Gassen en plasma's zijn toestanden van materie, dat wil zeggen de manieren waarop de componenten van materie zijn georganiseerd, verdeeld en op elkaar inwerken in een bepaalde ruimte..
In het geval van de gassen, de componenten zijn verspreid en proberen zo veel mogelijk ruimte in te nemen. Plasma, aan de andere kant is het gedeeltelijk geïoniseerd gas.
Gassen | Plasma | |
---|---|---|
Definitie | Materie waarin atomen of moleculen vrij bewegen met minimale interactie. | Toestand van geïoniseerde gassen. |
Kenmerken |
|
|
Samenstelling | Atomen en / of moleculen | Positieve ionen en elektronen |
Voorbeelden | Lucht | Ionosphere, de sterren. |
Gassen zijn toestanden van materie waarin componenten (atomen of moleculen) vrij bewegen met minimale interacties met elkaar..
Een vloeistof kan worden omgezet in een gas door kokend. Een vaste stof kan worden omgezet in een gas door sublimatie. Een voorbeeld van sublimatie is wanneer droog garen (vast kooldioxide) bij kamertemperatuur in gas wordt omgezet.
Onze planeet is omgeven door een laag gassen die we kennen als de atmosfeer. De lucht die we inademen is een mengsel van stikstof, zuurstof, kooldioxide, argon en andere elementen en verbindingen in gasvormige toestand..
Gassen kunnen oplossen in een vloeistof, zolang ze niet met elkaar reageren (dat wil zeggen dat ze een nieuwe verbinding vormen). Kooldioxide (kooldioxide) kan dus oplossen in dranken, waardoor koolzuurhoudende dranken die karakteristieke bubbels krijgen wanneer ze worden geopend..
Als we ballonnen opblazen met helium, een gas dat lichter is dan lucht, kunnen ze drijven. Dit komt omdat de dichtheid van helium 0,18 g / l is, terwijl de dichtheid van lucht 1,21 g / l is. Helium heeft ook het voordeel dat het een niet-brandbaar gas is, dat wil zeggen dat het niet brandt.
Plasma is de toestand van materie die het resultaat is van het leveren van energie aan een gas totdat het ioniseert. In die zin bestaat het uit positief geladen ionen of atomen en vrije elektronen. In het heelal is plasma de overheersende toestand van materie.
Voor het maken van plasma is energie nodig.

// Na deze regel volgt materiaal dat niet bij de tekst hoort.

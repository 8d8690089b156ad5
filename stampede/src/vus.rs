mod task_atomics;

pub(crate) use task_atomics::Sample;

use crate::transaction::TRANSACTION_HOOK;
use std::future::Future;
use std::num::NonZeroU32;
use std::sync::{
    atomic::{AtomicBool, Ordering},
    Arc,
};
use std::time::Duration;
use task_atomics::TaskAtomics;
use tokio::task::JoinHandle;
use tracing::{debug_span, error, trace, warn, Instrument};

struct VirtualUser {
    handle: JoinHandle<()>,
    running: Arc<AtomicBool>,
}

/// The set of virtual users currently executing a scenario.
///
/// Each VU runs the scenario function in a loop until told to stop. Stopped VUs are not aborted,
/// they are left to finish their current iteration and are tracked as retiring until they exit.
pub(crate) struct VirtualUserPool<T> {
    scenario: T,
    active: Vec<VirtualUser>,
    retiring: Vec<JoinHandle<()>>,
    task_atomics: TaskAtomics,
    next_id: u64,
}

impl<T, F> VirtualUserPool<T>
where
    T: Fn() -> F + Send + Sync + 'static + Clone,
    F: Future<Output = ()> + Send + 'static,
{
    pub fn new(scenario: T, rps: Option<NonZeroU32>) -> Self {
        Self {
            scenario,
            active: vec![],
            retiring: vec![],
            task_atomics: TaskAtomics::new(rps),
            next_id: 0,
        }
    }

    pub async fn set_vus(&mut self, vus: usize) {
        self.retiring.retain(|handle| !handle.is_finished());

        let (alive, dead): (Vec<_>, Vec<_>) = self
            .active
            .drain(..)
            .partition(|vu| !vu.handle.is_finished());
        self.active = alive;
        for vu in dead {
            match vu.handle.await {
                Err(err) => error!("Virtual user died, replacing it: {err}"),
                Ok(()) => warn!("Virtual user exited while active, replacing it."),
            }
        }

        if self.active.len() == vus {
            return;
        }

        trace!("Adjusting VUs {} -> {vus}", self.active.len());
        if self.active.len() > vus {
            for vu in self.active.drain(vus..) {
                vu.running.store(false, Ordering::Relaxed);
                self.retiring.push(vu.handle);
            }
        } else {
            while self.active.len() < vus {
                let vu = self.spawn_vu();
                self.active.push(vu);
            }
        }
    }

    fn spawn_vu(&mut self) -> VirtualUser {
        let id = self.next_id;
        self.next_id += 1;

        let scenario = self.scenario.clone();
        let running = Arc::new(AtomicBool::new(true));
        let flag = running.clone();
        let transaction_data = self.task_atomics.clone_to_transaction_data();
        let iterations = self.task_atomics.iteration_counter();

        let handle = tokio::spawn(
            TRANSACTION_HOOK
                .scope(transaction_data, async move {
                    while flag.load(Ordering::Relaxed) {
                        scenario().await;
                        iterations.fetch_add(1, Ordering::Relaxed);
                        // NOTE: Scenarios which never await would otherwise starve the controller.
                        tokio::task::yield_now().await;
                    }
                })
                .instrument(debug_span!("vu", id)),
        );

        VirtualUser { handle, running }
    }

    /// Number of VUs accepting new iterations.
    pub fn vus(&self) -> usize {
        self.active.len()
    }

    /// Number of VUs still running an iteration, including those ramping down.
    pub fn in_flight(&self) -> usize {
        self.active.len() + self.retiring.iter().filter(|h| !h.is_finished()).count()
    }

    pub fn collect(&self) -> Sample {
        self.task_atomics.collect()
    }

    /// Stop every VU, give in-flight iterations `grace` to complete, and abort the rest.
    ///
    /// Returns the number of aborted iterations.
    pub async fn shutdown(&mut self, grace: Duration) -> u64 {
        self.set_vus(0).await;
        let mut handles: Vec<_> = self.retiring.drain(..).collect();

        let drained = tokio::time::timeout(grace, async {
            for handle in handles.iter_mut() {
                if let Err(err) = handle.await {
                    if err.is_panic() {
                        error!("Virtual user panicked: {err}");
                    }
                }
            }
        })
        .await;

        if drained.is_ok() {
            return 0;
        }

        let mut interrupted = 0;
        for handle in handles {
            if !handle.is_finished() {
                handle.abort();
                interrupted += 1;
            }
        }
        warn!(
            "{interrupted} iterations did not finish within {} and were interrupted.",
            humantime::format_duration(grace)
        );
        interrupted
    }
}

Wanneer een gas bijvoorbeeld zo heet wordt dat de atomen met elkaar in botsing komen tot het punt waarop de elektronen eruit schieten, wordt er een plasma gevormd..
De Britse natuurkundige William Crookes (1832-1919) identificeerde plasma voor het eerst in 1879. De term "plasma" werd in 1928 door Irving Langmuir toegekend tijdens het bestuderen van geïoniseerde gassen..
Hoewel plasma de overheersende toestand van materie in het heelal is, is het van dag tot dag vrij zeldzaam. Laten we een paar voorbeelden bekijken.
In plasmatelevisies geven xenon- of neonatomen fotonen van licht af wanneer ze worden opgewekt. Sommige van deze fotonen werken samen met fosformaterialen, waardoor ze zichtbaar licht uitzenden. Elke pixel op het scherm is opgebouwd uit kleine pixels met verschillende fosforverbindingen voor de kleuren blauw, groen en rood..
Neonlichten zijn glazen buizen gevuld met neongas (of andere gassen). Wanneer elektriciteit door de signalen wordt geleid, komen de elektronen in botsing met de neonatomen, waardoor hun elektronen vrijkomen en het Ne-ion wordt gevormd.+. Het mengsel van vrije elektronen, Ne+ en neonatomen vormen een geleidend plasma. Licht is het resultaat van elektronen die van een hoge energietoestand naar een lagere energietoestand gaan..
De plasmalamp is uitgevonden door Nikola Tesla toen hij experimenteerde met hoogfrequente stromen in een vacuüm afgesloten glazen buis. De heldere lijnen die we waarnemen, komen overeen met het fenomeen filamentatie. De kleuren zijn het gevolg van de relaxatie van de aangeslagen elektronen naar een lager energieniveau.
Wanneer stikstof- en zuurstofatomen in de ionosfeer worden aangeslagen door zonnestraling, komen elektronen vrij. Deze zenden licht uit wanneer ze terugkeren naar hun lagere energietoestand, die op het noordelijk halfrond zichtbaar zijn als aurora borealis en op het zuidelijk halfrond als aurora australis..
Mogelijk bent u geïnteresseerd in:
Niemand heeft nog op dit artikel gereageerd.